I’ve been off the sauce for more than two weeks and today, I feel much better. What’s really funny to me is that although the comments I received on my personal blog and this Mommy Track’d column have been overwhelmingly positive, understanding and supportive, a few (mainly at another site that linked to this site) have taken some stabs at me; questioning my motives for being so public and wondering if I’m really an alcoholic or if I made it up for publicity. I might have been offended if it wasn’t just so ludicrous and really pretty funny. Who in their right mind would insist that they have a drinking problem when they don’t? I certainly don’t want to have a drinking problem. What I want to do is drink… moderately. Up until the last couple of years, I honestly felt that drinking enhanced my life; it certainly didn’t detract from it. But as it slowly started to escalate into daily drinking, and as I continued the internal mind games to control it, slow it down, moderate or stop, I came to the realization that only problem drinkers spend so much energy trying not to be problem drinkers. So trust me, I’m just glad to be addressing now if admitting I have a problem garners me fame and fortune that would be awesome! So far, no one’s handed me a huge sack of gold coins in exchange for admitting I’m a booze hound but fingers crossed!

 

To answer a very common question posed to me in the comments of this blog: Yes, I am getting the support of a tried and true program. I’m not “doing it on my own.” Also, a lot of people have emailed me privately wondering if they might have a problem too and I can’t answer that. Only you know if you are drinking because you choose to or drinking because you need to and only you can know if your drinking habits are an issue in your life. I’m not going to become one of those people who ditches the hooch (see how many different ways I can say alcohol? This is just one of the ways we can make alcoholism fun!) and then assumes that everyone with a glass of wine in their hand is only one drink away from losing their job, family, house, and ending up living on the street drinking mouthwash to get a buzz. I’m way more likely eyeballing your wine and wishing I could sneak a sip.

 

If you go online to alcohol abuse websites you will find all sorts of questionnaires that can help you determine if you are a problem drinker but I, personally haven’t found them to be extremely helpful because I don’t think they take in the whole motherhood situation. Like one of their questions is “Do you drink alone?” I know plenty of women who have a glass of wine at the end of the day before their husbands come home from work and they certainly don’t have a problem. They just don’t have a social life. Or how about “Does your job suffer due to your drinking?” Well, I know a lot of people who do have a problem but it never affects their job or family. Since those questions aren’t as on the mark as they could be, I made up a quiz of my own to help myself determine whether I needed to hop on the wagon.

Sassygirl
06.10.09

I loved your questions and have had similar experiences with motherhood. Mine are older but working all day and then coming home to moody children, homework, dinner and the nightly bedtime routine..........challenging and easier with some hooch. I have my ups and downs but must say that when I'm off the hooch things do seem much brighter. I just need to remember that when things seem really bad and I reach for that wine or wine cooler. My best to you........we know you will succeed and if you fall off...it doesn't mean you failed, it means you are human. Just get back on the wagon! Hugs, E

Peninah
06.10.09

Oh yeah, I hear this. I grew up surrounded by a family of alcoholics. They definitely do the NyQuil and Listerine - sometimes even straight up rubbing alcohol - chugging when out of their alcoholic beverage of choice.

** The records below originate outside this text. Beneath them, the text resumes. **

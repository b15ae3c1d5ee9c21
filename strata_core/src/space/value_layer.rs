//! Shared value layers: one value per integer cell of a partitioned
//! domain, with a halo of neighbor cells refreshed on every
//! `synchronize`.
//!
//! Each rank stores its partition grown by the buffer width on every
//! side. Cells are addressed by global coordinates; on periodic layers a
//! coordinate across the seam reaches the mirrored halo cell.

use crate::config::GridConfig;
use crate::error::{Result, RuntimeError};
use crate::space::border::BorderKind;
use crate::space::geometry::{Bounds, Point};
use crate::space::topology::{buffer_strip, CartesianTopology, Neighbors};
use crate::tags;
use serde::de::DeserializeOwned;
use serde::Serialize;
use std::ops::Add;
use strata_env::{recv_value, send_value, Communicator, Rank};
use tracing::debug;

/// Computes a cell's next value during `diffuse`.
pub trait Diffusor<T>: Send + Sync {
    /// `block` is the 3x3 Moore block around the cell, row by row, with
    /// the cell itself at index 4. Cells outside a strict domain or beyond
    /// the halo are `None`.
    fn new_value(&self, block: &[Option<T>; 9]) -> T;
}

/// The local partition of a shared value layer.
pub struct SharedValueLayer<T> {
    name: String,
    rank: Rank,
    topology: CartesianTopology,
    local: Bounds,
    border: BorderKind,
    neighbors: Neighbors,
    buffer: i64,
    /// Lower corner of the stored area (local origin minus the buffer)
    origin: [i64; 2],
    /// Width and height of the stored area
    size: [i64; 2],
    cells: Vec<T>,
}

impl<T> SharedValueLayer<T>
where
    T: Copy + Serialize + DeserializeOwned + Send + Sync + 'static,
{
    /// Creates the partition of `rank`, every cell holding `initial`.
    /// The buffer width is rounded down to whole cells.
    ///
    /// # Errors
    /// Whatever `GridConfig::validate` reports for `world_size`.
    pub fn new(
        name: impl Into<String>,
        config: &GridConfig,
        rank: Rank,
        world_size: usize,
        initial: T,
    ) -> Result<Self> {
        config.validate(world_size)?;
        let topology = CartesianTopology::new(
            config.process_dims,
            Bounds::new(config.origin, config.extent),
            config.periodic,
        )?;
        let local = topology.bounds_of(rank);
        let neighbors = topology.neighbors(rank);
        let buffer = config.buffer.floor() as i64;
        let [ox, oy] = local.origin();
        let [ex, ey] = local.extent();
        let origin = [ox.floor() as i64 - buffer, oy.floor() as i64 - buffer];
        let size = [ex as i64 + 2 * buffer, ey as i64 + 2 * buffer];
        let name = name.into();
        debug!(rank, layer = %name, local = %local, buffer, "value layer partition created");
        Ok(Self {
            name,
            rank,
            topology,
            local,
            border: if config.periodic {
                BorderKind::Periodic
            } else {
                BorderKind::Strict
            },
            neighbors,
            buffer,
            origin,
            size,
            cells: vec![initial; (size[0] * size[1]) as usize],
        })
    }

    pub fn name(&self) -> &str {
        &self.name
    }

    /// Bounds of this rank's partition.
    pub fn local_bounds(&self) -> &Bounds {
        &self.local
    }

    /// Whether `point` is a cell this rank owns.
    pub fn is_local(&self, point: &Point<i64>) -> bool {
        self.local.contains(point)
    }

    /// Value at `point`, local or halo. `None` outside what this rank
    /// stores.
    pub fn get(&self, point: &Point<i64>) -> Option<T> {
        self.slot(point).map(|i| self.cells[i])
    }

    /// Overwrites the value at `point`. Halo cells may be written but are
    /// replaced at the next `synchronize`.
    ///
    /// # Errors
    /// `OutOfBounds` when this rank does not store `point`.
    pub fn set(&mut self, point: &Point<i64>, value: T) -> Result<()> {
        let i = self.slot_or_err(point)?;
        self.cells[i] = value;
        Ok(())
    }

    /// Adds `delta` to the value at `point` and returns the new value.
    ///
    /// # Errors
    /// `OutOfBounds` when this rank does not store `point`.
    pub fn add(&mut self, point: &Point<i64>, delta: T) -> Result<T>
    where
        T: Add<Output = T>,
    {
        let i = self.slot_or_err(point)?;
        self.cells[i] = self.cells[i] + delta;
        Ok(self.cells[i])
    }

    /// Sets every local cell to `value`.
    pub fn fill(&mut self, value: T) {
        for point in self.local_points() {
            if let Some(i) = self.slot(&point) {
                self.cells[i] = value;
            }
        }
    }

    /// Sets every halo cell to `value`.
    pub fn fill_halo(&mut self, value: T) {
        let local: Vec<usize> = self.local_points().filter_map(|p| self.slot(&p)).collect();
        let saved: Vec<T> = local.iter().map(|&i| self.cells[i]).collect();
        self.cells.iter_mut().for_each(|c| *c = value);
        for (i, v) in local.into_iter().zip(saved) {
            self.cells[i] = v;
        }
    }

    /// Local cells with their values, row by row.
    pub fn local_cells(&self) -> Vec<(Point<i64>, T)> {
        self.local_points()
            .filter_map(|p| self.get(&p).map(|v| (p, v)))
            .collect()
    }

    /// Copies every neighbor's facing strip into the halo. Collective over
    /// the ranks of the layer.
    pub async fn synchronize<Net: Communicator>(&mut self, comm: &Net) -> Result<()> {
        let buffer = self.buffer as f64;
        for neighbor in self.neighbors.iter() {
            let strip = buffer_strip(&self.local, buffer, neighbor.direction);
            let values: Vec<T> = cells_of(&strip).filter_map(|p| self.get(&p)).collect();
            let tag = tags::VALUE_LAYER_SYNC.offset(neighbor.direction.opposite().index() as u32);
            send_value(comm, neighbor.rank, tag, &values).await?;
        }

        let mut received = 0;
        for neighbor in self.neighbors.iter() {
            let tag = tags::VALUE_LAYER_SYNC.offset(neighbor.direction.index() as u32);
            let values: Vec<T> = recv_value(comm, neighbor.rank, tag).await?;
            let strip = buffer_strip(&neighbor.bounds, buffer, neighbor.direction.opposite());
            let points: Vec<Point<i64>> = cells_of(&strip).collect();
            if points.len() != values.len() {
                return Err(RuntimeError::topology(format!(
                    "layer {}: rank {} sent {} halo cells, expected {}",
                    self.name,
                    neighbor.rank,
                    values.len(),
                    points.len()
                )));
            }
            for (point, value) in points.iter().zip(values) {
                if let Some(i) = self.slot(point) {
                    self.cells[i] = value;
                    received += 1;
                }
            }
        }

        debug!(rank = self.rank, layer = %self.name, received, "value layer synchronized");
        Ok(())
    }

    /// Replaces every local cell with `diffusor`'s value for its Moore
    /// block. All new values are computed from the old ones; blocks read
    /// the halo as of the last `synchronize`.
    pub fn diffuse<D: Diffusor<T>>(&mut self, diffusor: &D) {
        let mut next = self.cells.clone();
        for point in self.local_points() {
            let mut block = [None; 9];
            for (k, slot) in block.iter_mut().enumerate() {
                let (dx, dy) = ((k % 3) as i64 - 1, (k / 3) as i64 - 1);
                *slot = self.get(&Point::new(point.x + dx, point.y + dy));
            }
            if let Some(i) = self.slot(&point) {
                next[i] = diffusor.new_value(&block);
            }
        }
        self.cells = next;
    }

    fn local_points(&self) -> impl Iterator<Item = Point<i64>> {
        cells_of(&self.local)
    }

    fn slot_or_err(&self, point: &Point<i64>) -> Result<usize> {
        self.slot(point).ok_or_else(|| {
            let stored = Bounds::new(
                [self.origin[0] as f64, self.origin[1] as f64],
                [self.size[0] as f64, self.size[1] as f64],
            );
            RuntimeError::out_of_bounds(point, stored)
        })
    }

    /// Index of the stored cell for `point`. The unshifted coordinate wins
    /// over a periodic image.
    fn slot(&self, point: &Point<i64>) -> Option<usize> {
        let point = self.border.transform(self.topology.global(), point).ok()?;
        let x = self.axis_slot(0, point.x)?;
        let y = self.axis_slot(1, point.y)?;
        Some((y * self.size[0] + x) as usize)
    }

    fn axis_slot(&self, axis: usize, coord: i64) -> Option<i64> {
        let extent = self.topology.global().extent()[axis] as i64;
        let shifts: &[i64] = match self.border {
            BorderKind::Strict => &[0],
            BorderKind::Periodic => &[0, -1, 1],
        };
        shifts
            .iter()
            .map(|s| coord + s * extent - self.origin[axis])
            .find(|rel| (0..self.size[axis]).contains(rel))
    }
}

/// Integer cells of `bounds`, row by row.
fn cells_of(bounds: &Bounds) -> impl Iterator<Item = Point<i64>> {
    let [ox, oy] = bounds.origin();
    let [ex, ey] = bounds.end();
    let (x0, x1) = (ox.ceil() as i64, ex.ceil() as i64);
    let (y0, y1) = (oy.ceil() as i64, ey.ceil() as i64);
    (y0..y1).flat_map(move |y| (x0..x1).map(move |x| Point::new(x, y)))
}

I have literally scared myself a few times when I realized I could be headed down those tracks too. It can be soooo easy for a single mom like me (or anyone really) who is feeling unfulfilled and unhappy to go from a just-social-drink to a need-to-drink.

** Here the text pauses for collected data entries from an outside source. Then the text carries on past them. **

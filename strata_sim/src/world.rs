//! SimWorld - spawns one task per rank over an in-memory mesh.

use crate::context::SimContext;
use crate::error::SimError;
use serde::{Deserialize, Serialize};
use std::future::Future;
use std::path::Path;
use strata_core::RuntimeConfig;
use strata_env::ChannelCommunicator;
use tracing::{debug, error};

/// Configuration for a simulation run.
#[derive(Debug, Clone, PartialEq, Serialize, Deserialize)]
#[serde(default)]
pub struct SimConfig {
    /// Master seed for determinism
    pub seed: u64,

    /// Number of ranks (one tokio task each)
    pub num_ranks: usize,

    /// Ticks to simulate
    pub ticks: u64,

    /// Agents created on every rank at setup
    pub agents_per_rank: usize,

    /// Receive timeout; turns a stuck collective into an error
    pub recv_timeout_ms: Option<u64>,
}

impl Default for SimConfig {
    fn default() -> Self {
        Self {
            seed: 42,
            num_ranks: 4,
            ticks: 20,
            agents_per_rank: 8,
            recv_timeout_ms: Some(30_000),
        }
    }
}

impl SimConfig {
    /// Loads a config from a JSON file; missing fields take defaults.
    pub fn from_json_file(path: &Path) -> Result<Self, SimError> {
        let text = std::fs::read_to_string(path)
            .map_err(|e| SimError::config(format!("cannot read {}: {}", path.display(), e)))?;
        serde_json::from_str(&text)
            .map_err(|e| SimError::config(format!("{}: {}", path.display(), e)))
    }

    pub fn validate(&self) -> Result<(), SimError> {
        if self.num_ranks == 0 {
            return Err(SimError::config("at least one rank is required"));
        }
        if self.agents_per_rank == 0 {
            return Err(SimError::config("agents_per_rank must be positive"));
        }
        if self.agents_per_rank > i32::MAX as usize {
            return Err(SimError::config("agents_per_rank does not fit an agent id"));
        }
        Ok(())
    }

    /// Transport settings for the mesh.
    pub fn runtime_config(&self) -> RuntimeConfig {
        RuntimeConfig {
            recv_timeout_ms: self.recv_timeout_ms,
        }
    }
}

/// Splits `num_ranks` into the most square process grid, wider than tall.
pub fn process_grid(num_ranks: usize) -> [usize; 2] {
    let rows = (1..=num_ranks)
        .take_while(|d| d * d <= num_ranks)
        .filter(|d| num_ranks % d == 0)
        .last()
        .unwrap_or(1);
    [num_ranks / rows, rows]
}

/// What a rank task starts with.
pub struct RankEnv {
    pub comm: ChannelCommunicator,
    pub ctx: SimContext,
}

/// The SimWorld - runs the same closure on every rank.
pub struct SimWorld {
    config: SimConfig,
}

impl SimWorld {
    pub fn new(config: SimConfig) -> Self {
        Self { config }
    }

    pub fn config(&self) -> &SimConfig {
        &self.config
    }

    /// Spawns `f` once per rank and returns the results in rank order.
    ///
    /// When several ranks fail, the first error that is not a receive
    /// timeout is returned: timeouts are usually peers stuck waiting on
    /// the rank that actually failed.
    pub async fn run<F, Fut, T>(&self, f: F) -> Result<Vec<T>, SimError>
    where
        F: Fn(RankEnv) -> Fut,
        Fut: Future<Output = Result<T, SimError>> + Send + 'static,
        T: Send + 'static,
    {
        self.config.validate()?;
        let comms = self.config.runtime_config().mesh(self.config.num_ranks).build();
        let handles: Vec<_> = comms
            .into_iter()
            .enumerate()
            .map(|(rank, comm)| {
                let ctx = SimContext::new(self.config.seed, rank);
                tokio::spawn(f(RankEnv { comm, ctx }))
            })
            .collect();
        debug!(ranks = handles.len(), seed = self.config.seed, "rank tasks spawned");

        let mut results = Vec::with_capacity(handles.len());
        let mut failures: Vec<SimError> = Vec::new();
        for (rank, handle) in handles.into_iter().enumerate() {
            match handle.await {
                Ok(Ok(value)) => results.push(value),
                Ok(Err(err)) => {
                    error!(rank, error = %err, "rank failed");
                    failures.push(err);
                }
                Err(join) => failures.push(SimError::RankFailed {
                    rank,
                    reason: join.to_string(),
                }),
            }
        }

        if failures.is_empty() {
            return Ok(results);
        }
        let root = failures.iter().position(|e| !e.is_timeout()).unwrap_or(0);
        Err(failures.swap_remove(root))
    }
}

I tell you, my son really is my saving grace.

Corrine
06.10.09

The world of sobriety is so full of blessings and gifts! You are in for a wild and wonderful ride. AND how important for you to model living a full life for your family. Best wishes.

stresso
06.10.09

This was hard for you. Thanks for your courage -- atta girl!! And to also be funny about it -- wow. Good luck sister.

j
06.10.09

Don't worry about the people taking stabs at you--most likely they have a drinking problem and they're terrified they have to quit, too. I've heard people in AA describe it as "the monkey on your back" and that monkey will do anything to keep getting his drinks! You are brave and wonderful and a terrific example for so many of us. Yes, your readership might change--those for whom you were affirming an addiction will leave, and those of us who know you're right will find you and stay. Keep up the good work!